IN THE MEDIA
Denying Jewish history will not help Palestinians
May 8, 2023 | Allon Lee
An edited version of this article appeared in The Mercury – 8 May 2023
As Israel justly celebrates 75 years since its May 1948 establishment, it is indeed a tragedy that there is no equivalent milestone for the State of Palestine.
But contrary to Greg Barns (“It’s high time we called out the injustices of colonialism,” May 1), Israelis are not to blame.
Barns’ efforts to analogise the Palestinian story with the dispossession of indigenous Australians fails simply because Jews are not European colonisers who rocked up one day and displaced the native population.
As one of the Middle East’s oldest indigenous peoples, Jews have an unbroken link to their ancestral land stretching back 4,000 years and have always had a sizeable population living there. Moreover, more than half of Israel’s current population descends from Jews who moved there from Muslim and Arab countries, not Europe.
This indelible Jewish presence and history there is repeatedly verified by both archaeology and contemporaneous historical accounts, including Babylonian, Assyrian, Persian, Greek, Roman, Christian and Muslim sources from antiquity through to the present.
Following World War One, when the Middle East was being divided up into today’s modern states, Jewish indigeneity and right to exercise self-determination in their ancestral homeland was formally endorsed by the British, other European Great Powers, the US and even Turkey and some senior Arab leaders.
Indeed, Britain received the Palestine Mandate from the League of Nations in 1920 with the specific remit to facilitate the re-establishment of a Jewish national home there.
Over the next few decades, the Jewish community in Mandatory Palestine invested its energies in laying the groundwork for a modern civil society, while Palestinian Arab leaders unfortunately pursued self-defeating boycotts and terrorism not only against Jews, but against rivals on their own side.
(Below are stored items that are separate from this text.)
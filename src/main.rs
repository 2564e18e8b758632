use tokio::net::TcpListener;
use tracing::info;
use wayfarer::config::AppConfig;
use wayfarer::error::AppError;
use wayfarer::routes::create_router;
use wayfarer::state::AppState;

#[tokio::main]
async fn main() -> Result<(), AppError> {
    dotenvy::dotenv().ok();
    init_logging();

    let config = AppConfig::from_env()?;
    let state = AppState::bootstrap(config.clone()).await?;
    info!(
        "catalog loaded with {} destinations, sessions kept in {:?} storage",
        state.catalog.destinations().len(),
        config.session_backend
    );

    let app = create_router(state);

    let listener = TcpListener::bind(config.listen_addr).await?;
    info!("listening on {}", listener.local_addr()?);
    axum::serve(listener, app.into_make_service()).await?;

    Ok(())
}

fn init_logging() {
    use tracing_subscriber::{layer::SubscriberExt, util::SubscriberInitExt};

    let fmt_layer = tracing_subscriber::fmt::layer().with_target(false);
    let filter_layer = tracing_subscriber::EnvFilter::try_from_default_env()
        .unwrap_or_else(|_| "info,wayfarer=debug".into());

    tracing_subscriber::registry()
        .with(filter_layer)
        .with(fmt_layer)
        .init();
}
During a three-year civil war that began in 1936, the Palestinian Arabs hollowed out their own leadership ranks and anyone who dared to contemplate coexistence and compromise was targeted for assassination.
Despite Barns’ insinuation that Palestinian Arabs were powerless victims of colonisers, in 1937 the British rewarded Palestinian Arab terror by proposing the creation of an Arab state – something which had never previously existed there – on 85% of the land.
Jewish leaders reluctantly accepted their tiny proposed rump state – though they strongly opposed Britain’s later decision to curtail Jewish immigration to negligible levels, even as Nazi persecution of German Jews reached unprecedented levels and the shadow of the Holocaust began looming over Europe.
But Palestinian Arab leaders opposed the proposal if it meant accepting any Jewish state, no matter how minuscule.
Eight years later, Britain announced it was relinquishing its Mandate, and a United Nations Commission recommended partitioning the territory into an Arab state and a Jewish state based on the sensible formula that Jewish-majority areas be part of the Jewish state, and Arab ones the Arab state.
Yet ahead of the General Assembly vote, Azzam Pasha, the Arab League Secretary-General, vowed “a war of extermination and a momentous massacre which will be spoken of like the Mongol massacres and the Crusades.”
After the Partition Plan passed on November 29 1947, the Palestinian Arab leadership launched a mass terrorist campaign against the Jewish community. On May 15, 1948 as the British Mandate ended, five neighbouring Arab countries invaded in an attempt to snuff out the new Jewish state, creating a wider conflagration.
Had the Arab leaders accepted the Partition Plan, a Palestinian Arab state would’ve been established in 1948 – and no Arabs would’ve been displaced.
Irrespective, Barns’ claim that “750,000 Palestinians were driven from their land by Israeli forces” is just wrong.
Many Arabs left because the invading Arab armies said doing so would make it easier to attack the adjacent Jewish communities. Many Arabs fled the fighting of their own accord – without ever encountering any Israeli soldiers.
For Israel, the war was no walkover either. Israel lost a staggering 1% of its entire population and its economy was devastated. The Jordanian army evicted the ancient Jewish community in the Old City of Jerusalem. Dozens of historic synagogues and buildings were destroyed and Jews were prevented from visiting and praying at Jerusalem’s holy sites until Israel captured east Jerusalem during the 1967 war provoked by the Arab states.
After 1967, it would take another 26 years before even some Palestinian Arab leaders agreed to accept Israel’s existence.
Yet since that breakthrough moment in 1993, Palestinian leaders are still rejecting repeated generous Israeli offers to create a Palestinian state and standing invitations to end the conflict through peaceful negotiation in favour of terror and conflict.
That is the real reason why Palestinians have no state.
Groundless efforts to smear the indigenous nature of Israeli Jews will never achieve peace and justice for Palestinians, but only prolong and delay their quest for their own state. That is indeed a tragedy.
Allon Lee is a Senior Policy Analyst at the Australia/Israel & Jewish Affairs Council (AIJAC).